Aunque las consecuencias de esta última fueron abordadas en Rapsodia en agosto (1991), de Akira Kurosawa, las tres películas japonesas más conocidas sobre el tema se concentran en Hiroshima.

Lluvia negra (1989), de Shohei Imamura, disponible en la plataforma Qubit, es uno de los mejores trabajos de un director que ganó dos veces la Palma de Oro del Festival de Cannes. Filmada en blanco y negro, comienza con esas escenas de naturaleza características de Imamura.
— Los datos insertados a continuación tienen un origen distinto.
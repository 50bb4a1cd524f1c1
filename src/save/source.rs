use super::{detect, Melter, SaveFormat};
use crate::errors::{Error, LoadStage};
use crate::LoadOptions;
use std::fs::{self, File};
use std::path::PathBuf;
use tracing::info;

/// File name of the melted save inside the per-load temporary directory
pub const MELTED_SAVE_NAME: &str = "melted_save.rome";

/// Plaintext save data ready for tokenizing
#[derive(Debug, Clone, PartialEq, Eq)]
pub struct SaveSource {
    format: SaveFormat,
    data: Vec<u8>,
}

impl SaveSource {
    /// How the save was encoded on disk
    pub fn format(&self) -> SaveFormat {
        self.format
    }

    /// The plaintext script
    pub fn data(&self) -> &[u8] {
        &self.data
    }

    /// Take the plaintext script
    pub fn into_data(self) -> Vec<u8> {
        self.data
    }
}

/// Detect the save's encoding and produce its plaintext.
///
/// Compressed saves are melted exactly once. The melt output goes to the
/// configured path, or to a temporary directory that is removed once the
/// output has been read.
pub fn open_save(options: &LoadOptions, melter: &dyn Melter) -> Result<SaveSource, Error> {
    let path = options.save_path();
    let file = File::open(path).map_err(|e| Error::io(LoadStage::Detect, e))?;
    let format = detect(file)?;
    info!("Save format of {}: {}", path.display(), format);

    let data = match format {
        SaveFormat::Plaintext => {
            info!("Importing debug mode save");
            fs::read(path).map_err(|e| Error::io(LoadStage::Detect, e))?
        }
        SaveFormat::CompressedBinary => {
            info!("Importing compressed save");
            let (_dir, output) = match options.melt_output() {
                Some(output) => (None, output.to_path_buf()),
                None => {
                    let dir = tempfile::Builder::new()
                        .prefix("rome-melt")
                        .tempdir()
                        .map_err(|e| Error::io(LoadStage::Transcode, e))?;
                    let output: PathBuf = dir.path().join(MELTED_SAVE_NAME);
                    (Some(dir), output)
                }
            };

            melter.melt(path, &output)?;
            fs::read(&output).map_err(|e| Error::io(LoadStage::Transcode, e))?
        }
    };

    Ok(SaveSource { format, data })
}
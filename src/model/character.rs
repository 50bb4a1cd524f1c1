use super::{
    parse_database, read_link, read_name, skip_malformed, BuildContext, Collection, Entity,
    History, HistoryValue, Link,
};
use crate::common::{is_date_like, Calendar};
use crate::errors::Error;
use crate::text::{Parser, Pattern, ValueReader};
use std::cell::RefCell;
use std::collections::HashMap;
use tracing::info;

/// A person in the game world
#[derive(Debug, Clone, PartialEq, Eq, Default)]
pub struct Character {
    pub id: u64,
    pub name: Option<String>,
    pub nickname: Option<String>,
    pub culture: Option<String>,
    pub religion: Option<String>,
    pub dynasty: Option<String>,
    pub female: bool,
    pub traits: Vec<String>,

    /// Dated field changes, including the birth and death entries
    pub history: History,

    pub family: Link,
    pub country: Link,
    pub father: Link,
    pub mother: Link,

    /// Derived from the father and mother references of other characters
    pub children: Vec<u64>,
}

impl Entity for Character {
    const COLLECTION: &'static str = "characters";

    fn id(&self) -> u64 {
        self.id
    }
}

const NO_BIRTH_DATE: &str = "no birth date";

impl Character {
    /// A character with only an ID
    pub fn new(id: u64) -> Self {
        Character {
            id,
            ..Default::default()
        }
    }

    /// Build a character from its save block.
    ///
    /// Save dates are in the founding era calendar and `birth_date` /
    /// `death_date` become history entries. Characters without a birth date
    /// are dropped and `None` is returned.
    pub fn parse_save(
        id: u64,
        value: &mut ValueReader<'_, '_>,
        ctx: &mut BuildContext,
    ) -> Result<Option<Character>, Error> {
        let character = RefCell::new(Character::new(id));
        let mut parser = ctx.parser();
        parser.register("first_name_loc", |key, v| {
            character.borrow_mut().name = skip_malformed(key, read_name(v))?.flatten();
            Ok(())
        });
        parser.register("first_name", |key, v| {
            character.borrow_mut().name = skip_malformed(key, read_name(v))?.flatten();
            Ok(())
        });
        parser.register("nickname", |key, v| {
            character.borrow_mut().nickname = skip_malformed(key, read_name(v))?.flatten();
            Ok(())
        });
        parser.register("culture", |key, v| {
            character.borrow_mut().culture = skip_malformed(key, v.read_string())?;
            Ok(())
        });
        parser.register("religion", |key, v| {
            character.borrow_mut().religion = skip_malformed(key, v.read_string())?;
            Ok(())
        });
        parser.register("female", |key, v| {
            if let Some(female) = skip_malformed(key, v.read_bool())? {
                character.borrow_mut().female = female;
            }
            Ok(())
        });
        parser.register("traits", |key, v| {
            if let Some(traits) = skip_malformed(key, v.read_strings())? {
                character.borrow_mut().traits = traits;
            }
            Ok(())
        });
        parser.register("birth_date", |key, v| {
            if let Some(date) = skip_malformed(key, v.read_auc_date())? {
                let value = HistoryValue::Text(String::from("yes"));
                character.borrow_mut().history.add(date, "birth", value);
            }
            Ok(())
        });
        parser.register("death_date", |key, v| {
            if let Some(date) = skip_malformed(key, v.read_auc_date())? {
                let value = HistoryValue::Text(String::from("yes"));
                character.borrow_mut().history.add(date, "death", value);
            }
            Ok(())
        });
        parser.register("family", |key, v| {
            character.borrow_mut().family = read_link(key, v)?;
            Ok(())
        });
        parser.register("country", |key, v| {
            character.borrow_mut().country = read_link(key, v)?;
            Ok(())
        });
        parser.register("father", |key, v| {
            character.borrow_mut().father = read_link(key, v)?;
            Ok(())
        });
        parser.register("mother", |key, v| {
            character.borrow_mut().mother = read_link(key, v)?;
            Ok(())
        });

        ctx.ignore(parser.parse(value.scope()?)?);
        Ok(validate(character.into_inner(), ctx))
    }

    /// Build a character from a script history file entry, where dates are
    /// in the common era and live in dated blocks:
    ///
    /// ```text
    /// 163110 = {
    ///     name = "Alaric" female = no father = 163108
    ///     350.1.1 = { birth = yes }
    ///     410.1.1 = { death = { death_reason = death_illness } }
    /// }
    /// ```
    pub fn parse_history(
        id: u64,
        value: &mut ValueReader<'_, '_>,
        ctx: &mut BuildContext,
    ) -> Result<Option<Character>, Error> {
        let character = RefCell::new(Character::new(id));
        let mut parser = ctx.parser();
        parser.register("name", |key, v| {
            character.borrow_mut().name = skip_malformed(key, v.read_string())?;
            Ok(())
        });
        parser.register("dynasty", |key, v| {
            character.borrow_mut().dynasty = skip_malformed(key, v.read_string())?;
            Ok(())
        });
        parser.register("culture", |key, v| {
            character.borrow_mut().culture = skip_malformed(key, v.read_string())?;
            Ok(())
        });
        parser.register("religion", |key, v| {
            character.borrow_mut().religion = skip_malformed(key, v.read_string())?;
            Ok(())
        });
        parser.register("female", |key, v| {
            if let Some(female) = skip_malformed(key, v.read_bool())? {
                character.borrow_mut().female = female;
            }
            Ok(())
        });
        parser.register("trait", |key, v| {
            if let Some(name) = skip_malformed(key, v.read_string())? {
                character.borrow_mut().traits.push(name);
            }
            Ok(())
        });
        parser.register("father", |key, v| {
            character.borrow_mut().father = read_link(key, v)?;
            Ok(())
        });
        parser.register("mother", |key, v| {
            character.borrow_mut().mother = read_link(key, v)?;
            Ok(())
        });
        parser.register(
            Pattern::Predicate(|s| is_date_like(s.as_bytes())),
            |key, v| {
                let date = match skip_malformed(key, key.read_date(Calendar::Ad))? {
                    Some(date) => date,
                    None => return Ok(()),
                };

                let mut block = Parser::new();
                block.register_catch_all(|field, v| {
                    let value = if v.is_scope() {
                        HistoryValue::Block
                    } else if v.is_absent() {
                        return Ok(());
                    } else {
                        match skip_malformed(field, v.read_string())? {
                            Some(text) => HistoryValue::Text(text),
                            None => return Ok(()),
                        }
                    };
                    character
                        .borrow_mut()
                        .history
                        .add(date, &field.text(), value);
                    Ok(())
                });
                block.parse(v.scope()?)?;
                Ok(())
            },
        );

        ctx.ignore(parser.parse(value.scope()?)?);
        Ok(validate(character.into_inner(), ctx))
    }
}

fn validate(character: Character, ctx: &mut BuildContext) -> Option<Character> {
    if character.history.birth_date().is_none() {
        ctx.drop_entity(Character::COLLECTION, character.id, NO_BIRTH_DATE);
        None
    } else {
        Some(character)
    }
}

/// Read the `character` section: `{ database = { <id> = { .. } } }`
pub fn parse_characters(
    value: &mut ValueReader<'_, '_>,
    ctx: &mut BuildContext,
) -> Result<Collection<Character>, Error> {
    info!("Loading Characters...");
    let mut characters = Collection::new();
    let mut parser = ctx.parser();
    parser.register("database", |_, v| {
        parse_database(v, &mut *ctx, &mut characters, Character::parse_save)
    });

    let ignored = parser.parse(value.scope()?)?;
    ctx.ignore(ignored);
    info!("Loaded {} characters.", characters.len());
    Ok(characters)
}

/// Recompute every character's children from the father and mother
/// references that are not absent. Returns the number of parent to child
/// edges.
pub fn rebuild_children(characters: &mut Collection<Character>) -> usize {
    let mut children: HashMap<u64, Vec<u64>> = HashMap::new();
    for character in characters.iter() {
        for parent in [character.father, character.mother] {
            let parent = parent.resolved().or_else(|| parent.pending());
            if let Some(parent) = parent {
                children.entry(parent).or_default().push(character.id);
            }
        }
    }

    let mut edges = 0;
    for character in characters.iter_mut() {
        character.children = children.remove(&character.id).unwrap_or_default();
        edges += character.children.len();
    }
    edges
}
//! Tokenizing and keyword dispatch for clausewitz plaintext
//!
//! The [`Lexer`] turns bytes into [`Token`]s. A [`Parser`] walks a
//! [`Scope`] of those tokens and hands each item's value to the handler
//! registered for its key. Handlers recurse by running a parser of their own
//! over [`ValueReader::scope`].
mod dispatch;
mod lexer;
mod operator;

pub use self::dispatch::{
    IgnoredKeys, Key, Parser, Pattern, Scope, TokenStream, UnregisteredPolicy, ValueReader,
};
pub use self::lexer::{Lexer, Position, Token, TokenKind};
pub use self::operator::*;
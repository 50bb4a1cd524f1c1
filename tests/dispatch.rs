use rome_loader::text::{Parser, Pattern, Scope, TokenStream, UnregisteredPolicy};
use rome_loader::ErrorKind;
use std::cell::RefCell;

#[test]
fn each_handler_called_once() {
    let calls = RefCell::new(Vec::new());
    let inner = RefCell::new(Vec::new());
    let mut parser = Parser::new();
    parser.register("a", |_, v| {
        calls.borrow_mut().push(format!("a={}", v.read_u64()?));
        Ok(())
    });
    parser.register("b", |_, v| {
        calls.borrow_mut().push(format!("b={}", v.read_string()?));
        Ok(())
    });
    parser.register("c", |_, v| {
        calls.borrow_mut().push(String::from("c"));
        let mut nested = Parser::new();
        nested.register("d", |_, v| {
            inner.borrow_mut().push(v.read_u64()?);
            Ok(())
        });
        nested.parse(v.scope()?)?;
        Ok(())
    });

    let mut parser = Some(parser);
    let ignored = RefCell::new(None);
    let mut root = Parser::new();
    root.register("root", |_, v| {
        if let Some(parser) = parser.take() {
            *ignored.borrow_mut() = Some(parser.parse(v.scope()?)?);
        }
        Ok(())
    });
    root.parse_slice(br#"root = { a = 1 b = "x y" c = { d = 2 } }"#)
        .unwrap();

    let ignored = ignored.into_inner().unwrap();
    drop(parser);
    assert!(ignored.is_empty());
    assert_eq!(calls.into_inner(), vec!["a=1", "b=x y", "c"]);
    assert_eq!(inner.into_inner(), vec![2]);
}

#[test]
fn unconsumed_values_are_drained() {
    let seen = RefCell::new(Vec::new());
    let mut parser = Parser::new();
    parser.register("skip_me", |_, _| Ok(()));
    parser.register("after", |_, v| {
        seen.borrow_mut().push(v.read_u64()?);
        Ok(())
    });
    parser
        .parse_slice(b"skip_me = { a = { b = { c = 1 } } d = 2 } after = 3")
        .unwrap();
    assert_eq!(seen.into_inner(), vec![3]);
}

#[test]
fn collected_keys_belong_to_one_parse() {
    let mut parser = Parser::with_policy(UnregisteredPolicy::Collect);
    parser.register("known", |_, _| Ok(()));
    let ignored = parser
        .parse_slice(b"known = 1 unknown = 2 other = { x = 1 } unknown = 3")
        .unwrap();
    assert_eq!(ignored.iter().collect::<Vec<_>>(), vec!["other", "unknown"]);

    let parser = Parser::with_policy(UnregisteredPolicy::Collect);
    let ignored = parser.parse_slice(b"fresh = 1").unwrap();
    assert_eq!(ignored.iter().collect::<Vec<_>>(), vec!["fresh"]);
}

#[test]
fn numeric_keys_and_keywords() {
    let seen = RefCell::new(Vec::new());
    let mut parser = Parser::new();
    parser.register(Pattern::AnyUnsigned, |key, _| {
        seen.borrow_mut().push(format!("id {}", key.read_u64()?));
        Ok(())
    });
    parser.register("10", |_, _| {
        seen.borrow_mut().push(String::from("keyword 10"));
        Ok(())
    });
    parser.register_catch_all(|key, _| {
        seen.borrow_mut().push(format!("other {}", key.text()));
        Ok(())
    });
    parser.parse_slice(b"5 = { } 10 = { } name = x -3 = y").unwrap();
    assert_eq!(
        seen.into_inner(),
        vec!["id 5", "keyword 10", "other name", "other -3"]
    );
}

#[test]
fn header_scope_and_lists() {
    let colors = RefCell::new(Vec::new());
    let ids = RefCell::new(Vec::new());
    let mut parser = Parser::new();
    parser.register("color", |_, v| {
        let header = v.header().map(|x| x.to_utf8_owned());
        colors.borrow_mut().push((header, v.read_u64s()?));
        Ok(())
    });
    parser.register("ids", |_, v| {
        ids.borrow_mut().extend(v.read_u64s()?);
        Ok(())
    });
    parser
        .parse_slice(b"color = rgb { 10 20 30 } ids = { 1 2 3 } ids = 4")
        .unwrap();
    assert_eq!(
        colors.into_inner(),
        vec![(Some(String::from("rgb")), vec![10, 20, 30])]
    );
    assert_eq!(ids.into_inner(), vec![1, 2, 3, 4]);
}

#[test]
fn object_lists() {
    let names = RefCell::new(Vec::new());
    let mut parser = Parser::new();
    parser.register("entries", |_, v| {
        v.for_each_scope(|item| {
            let mut inner = Parser::new();
            inner.register("name", |_, v| {
                names.borrow_mut().push(v.read_string()?);
                Ok(())
            });
            inner.parse(item.scope()?)?;
            Ok(())
        })
    });
    parser
        .parse_slice(br#"entries = { { name = "a" } { name = "b" extra = 1 } }"#)
        .unwrap();
    assert_eq!(names.into_inner(), vec!["a", "b"]);
}

#[test]
fn handler_error_propagates() {
    let mut parser = Parser::new();
    parser.register("outer", |_, v| {
        let mut inner = Parser::new();
        inner.register("n", |_, v| v.read_u64().map(|_| ()));
        inner.parse(v.scope()?)?;
        Ok(())
    });
    let err = parser.parse_slice(b"outer = { n = abc }").unwrap_err();
    match err.kind() {
        ErrorKind::Scalar { position, .. } => assert_eq!(position.column, 14),
        kind => panic!("unexpected error {:?}", kind),
    }
}

#[test]
fn unclosed_scope_is_eof() {
    let mut parser = Parser::new();
    parser.register("a", |_, v| {
        Parser::new().parse(v.scope()?)?;
        Ok(())
    });
    let err = parser.parse_slice(b"a = { b = 1").unwrap_err();
    assert!(matches!(err.kind(), ErrorKind::Eof { .. }));
}

#[test]
fn stray_tokens_are_skipped() {
    let seen = RefCell::new(Vec::new());
    let mut parser = Parser::new();
    parser.register("a", |_, v| {
        seen.borrow_mut().push(v.read_u64()?);
        Ok(())
    });
    parser.parse_slice(b"} a = 1 = { x } a = 2").unwrap();
    assert_eq!(seen.into_inner(), vec![1, 2]);
}

#[test]
fn parse_from_token_stream() {
    let total = RefCell::new(0);
    let mut stream = TokenStream::new(b"\xef\xbb\xbfa = 1 # comment\n a = 2");
    let mut parser = Parser::new();
    parser.register("a", |_, v| {
        *total.borrow_mut() += v.read_u64()?;
        Ok(())
    });
    parser.parse(&mut Scope::root(&mut stream)).unwrap();
    assert_eq!(total.into_inner(), 3);
}
use super::{
    parse_database, read_link, read_name, skip_malformed, BuildContext, Collection, Entity, Link,
    Links,
};
use crate::common::Date;
use crate::errors::Error;
use crate::text::{Parser, ValueReader};
use std::cell::RefCell;
use std::collections::BTreeMap;
use tracing::{info, warn};

/// How a pre-Imperator ruler names the country they ruled
#[derive(Debug, Clone, PartialEq, Eq)]
pub enum CountryKey {
    /// The save's numeric country ID
    Id(u64),

    /// The country tag such as `ROM`
    Tag(String),
}

/// A ruler from before the save's start, read from the prehistory file
#[derive(Debug, Clone, PartialEq, Eq, Default)]
pub struct PreImperatorRuler {
    pub name: Option<String>,
    pub country: Option<CountryKey>,
}

/// A span of time a character ruled a country
#[derive(Debug, Clone, PartialEq, Eq)]
pub struct RulerTerm {
    pub character: Link,
    pub start_date: Date,
    pub end_date: Option<Date>,
    pub government: Option<String>,
    pub pre_imperator: Option<PreImperatorRuler>,
}

const NO_START_DATE: &str = "no start date";

impl RulerTerm {
    /// Collection name used when a term is dropped
    pub const COLLECTION: &'static str = "ruler terms";

    /// A term without a ruling character
    pub fn new(start_date: Date) -> Self {
        RulerTerm {
            character: Link::Absent,
            start_date,
            end_date: None,
            government: None,
            pre_imperator: None,
        }
    }

    /// Build a term from a save `ruler_term` block of the country:
    /// `{ character = 5 start_date = 450.10.1 government = "..." }`
    ///
    /// Terms without a start date are dropped and `None` is returned.
    pub fn parse_save(
        country: u64,
        value: &mut ValueReader<'_, '_>,
        ctx: &mut BuildContext,
    ) -> Result<Option<RulerTerm>, Error> {
        let character = RefCell::new(Link::Absent);
        let start_date = RefCell::new(None);
        let government = RefCell::new(None);
        let mut parser = ctx.parser();
        parser.register("character", |key, v| {
            *character.borrow_mut() = read_link(key, v)?;
            Ok(())
        });
        parser.register("start_date", |key, v| {
            *start_date.borrow_mut() = skip_malformed(key, v.read_auc_date())?;
            Ok(())
        });
        parser.register("government", |key, v| {
            *government.borrow_mut() = skip_malformed(key, v.read_string())?;
            Ok(())
        });

        ctx.ignore(parser.parse(value.scope()?)?);
        let start_date = match start_date.into_inner() {
            Some(date) => date,
            None => {
                warn!("dropping ruler term of country {} without a start date", country);
                ctx.drop_entity(RulerTerm::COLLECTION, country, NO_START_DATE);
                return Ok(None);
            }
        };

        let mut term = RulerTerm::new(start_date);
        term.character = character.into_inner();
        term.government = government.into_inner();
        Ok(Some(term))
    }

    /// Build a term from a prehistory `ruler` block:
    /// `{ country = ROM name = "Romulus" start_date = 1.1.1 end_date = 38.1.1 }`
    ///
    /// Returns `None` when the block has no start date.
    pub fn parse_prehistory(value: &mut ValueReader<'_, '_>) -> Result<Option<RulerTerm>, Error> {
        let ruler = RefCell::new(PreImperatorRuler::default());
        let start_date = RefCell::new(None);
        let end_date = RefCell::new(None);
        let mut parser = Parser::new();
        parser.register("name", |key, v| {
            ruler.borrow_mut().name = skip_malformed(key, v.read_string())?;
            Ok(())
        });
        parser.register("country", |key, v| {
            let country = match v.read_u64() {
                Ok(id) => Some(CountryKey::Id(id)),
                Err(_) => skip_malformed(key, v.read_string())?.map(CountryKey::Tag),
            };
            ruler.borrow_mut().country = country;
            Ok(())
        });
        parser.register("start_date", |key, v| {
            *start_date.borrow_mut() = skip_malformed(key, v.read_auc_date())?;
            Ok(())
        });
        parser.register("end_date", |key, v| {
            *end_date.borrow_mut() = skip_malformed(key, v.read_auc_date())?;
            Ok(())
        });
        parser.parse(value.scope()?)?;

        Ok(start_date.into_inner().map(|start| {
            let mut term = RulerTerm::new(start);
            term.end_date = end_date.into_inner();
            term.pre_imperator = Some(ruler.into_inner());
            term
        }))
    }
}

/// A playable country
#[derive(Debug, Clone, PartialEq, Eq, Default)]
pub struct Country {
    pub id: u64,
    pub tag: String,
    pub name: Option<String>,
    pub government: Option<String>,

    /// The capital province
    pub capital: Link,
    pub families: Links,
    pub monarch: Link,

    /// Ordered by start date once loading finishes
    pub ruler_terms: Vec<RulerTerm>,

    /// How many rulers of each name came before the save's start
    pub historical_regnal_numbers: BTreeMap<String, u64>,

    /// Provinces owned by the country. Filled in by the linker.
    pub provinces: Vec<u64>,

    /// Set when a player controls the country
    pub player: bool,
}

impl Entity for Country {
    const COLLECTION: &'static str = "countries";

    fn id(&self) -> u64 {
        self.id
    }
}

impl Country {
    /// A country with only an ID and tag
    pub fn new(id: u64, tag: &str) -> Self {
        Country {
            id,
            tag: String::from(tag),
            ..Default::default()
        }
    }

    /// Build a country from its save block
    pub fn parse(
        id: u64,
        value: &mut ValueReader<'_, '_>,
        ctx: &mut BuildContext,
    ) -> Result<Country, Error> {
        let country = RefCell::new(Country::new(id, ""));
        let terms = RefCell::new(Vec::new());
        let nested = RefCell::new(BuildContext::new(ctx.policy));
        let mut parser = ctx.parser();
        parser.register("tag", |key, v| {
            if let Some(tag) = skip_malformed(key, v.read_string())? {
                country.borrow_mut().tag = tag;
            }
            Ok(())
        });
        parser.register("country_name", |key, v| {
            country.borrow_mut().name = skip_malformed(key, read_name(v))?.flatten();
            Ok(())
        });
        parser.register("government_key", |key, v| {
            country.borrow_mut().government = skip_malformed(key, v.read_string())?;
            Ok(())
        });
        parser.register("capital", |key, v| {
            country.borrow_mut().capital = read_link(key, v)?;
            Ok(())
        });
        parser.register("monarch", |key, v| {
            country.borrow_mut().monarch = read_link(key, v)?;
            Ok(())
        });
        for name in ["family", "families"] {
            parser.register(name, |key, v| {
                let ids = skip_malformed(key, v.read_u64s())?.unwrap_or_default();
                let mut country = country.borrow_mut();
                for id in ids {
                    country.families.push_pending(id);
                }
                Ok(())
            });
        }
        parser.register("ruler_term", |_, v| {
            if !v.is_scope() {
                return Ok(());
            }

            if let Some(term) = RulerTerm::parse_save(id, v, &mut nested.borrow_mut())? {
                terms.borrow_mut().push(term);
            }
            Ok(())
        });
        parser.register("historical_regnal_numbers", |_, v| {
            if !v.is_scope() {
                return Ok(());
            }

            let numbers = RefCell::new(BTreeMap::new());
            let mut inner = Parser::new();
            inner.register_catch_all(|name, v| {
                if let Some(number) = skip_malformed(name, v.read_u64())? {
                    numbers.borrow_mut().insert(name.text().into_owned(), number);
                }
                Ok(())
            });
            inner.parse(v.scope()?)?;
            country.borrow_mut().historical_regnal_numbers = numbers.into_inner();
            Ok(())
        });

        let ignored = parser.parse(value.scope()?)?;
        ctx.ignore(ignored);
        ctx.merge(nested.into_inner());

        let mut country = country.into_inner();
        country.ruler_terms = terms.into_inner();
        Ok(country)
    }

    /// Returns true if ruler terms are in non-decreasing start date order
    pub fn has_chronological_terms(&self) -> bool {
        self.ruler_terms
            .windows(2)
            .all(|w| w[0].start_date <= w[1].start_date)
    }

    /// Stable sort of the ruler terms by start date
    pub fn sort_ruler_terms(&mut self) {
        self.ruler_terms.sort_by_key(|t| t.start_date);
    }
}

/// Read the `country` section: `{ country_database = { <id> = { .. } } }`
pub fn parse_countries(
    value: &mut ValueReader<'_, '_>,
    ctx: &mut BuildContext,
) -> Result<Collection<Country>, Error> {
    info!("Loading Countries...");
    let mut countries = Collection::new();
    let mut parser = ctx.parser();
    parser.register("country_database", |_, v| {
        parse_database(v, &mut *ctx, &mut countries, |id, v, ctx| {
            Country::parse(id, v, ctx).map(Some)
        })
    });

    let ignored = parser.parse(value.scope()?)?;
    ctx.ignore(ignored);
    info!("Loaded {} countries.", countries.len());
    Ok(countries)
}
Luego de un dantesco peregrinar por la Hiroshima recién devastada, la obra se concentra en la vida cotidiana de los afectados por “el resplandor”. Es entonces que Imamura apela al equilibrio entre sensiblería y profundidad que ya había mostrado en La balada de Narayama (1983). Mientras eso ocurre, el pequeño pueblo al que se han mudado varios sobrevivientes parece empezar a aburrirse de esos molestos recién llegados.

En un momento posterior sitúa su historia Kurosawa. Sus personajes ya definitivamente no quieren hablar del pasado. Por eso el temor del protagonista de Crónica de un ser vivo (1955) es visto como un signo de senilidad. El señor Nakayima (un afectado Toshiro Mifune, a quien se le dan mejor los papeles de duro samurái) quiere dejar Japón hacia un Brasil que es visto como una tierra prometida de paz. El motivo es el miedo a la bomba y un último intento de salvar su vida familiar. Kurosawa aprovecha ese disparador para ahondar en el vínculo entre generaciones que luego afinará en Ran (1985).

En cuanto a Los niños de Hiroshima (1952), de Kaneto Shindo, aunque fue la más temprana conviene verla al final del tríptico. Así podrá apreciarse mejor su veta neorrealista. Si se la piensa en la perspectiva de la filmografía de su autor, sus personajes llenos de buenas intenciones contrastan con la oscura y bizarra Onibaba (1964), donde las víctimas de la violencia, en ese caso medieval, cambiarán la solidaridad por el asesinato.

Las tres presentan una versión japonesa del crimen nuclear en masa. Están definitivamente lejos del esteticismo occidental de Hiroshima mon amour (1959), en donde Alain Resnais y Marguerite Duras habían abordado la lenta fugacidad de lo provisorio. En las tres miradas japonesas no hay proceso sino impacto. Como si un monstruo se levantara del mar para golpearlos, como pasa en Godzilla (1954), de Ishiro Honda, y sus varias secuelas. Un lagarto reactivado por la radiación es otra forma de intentar contar lo indecible.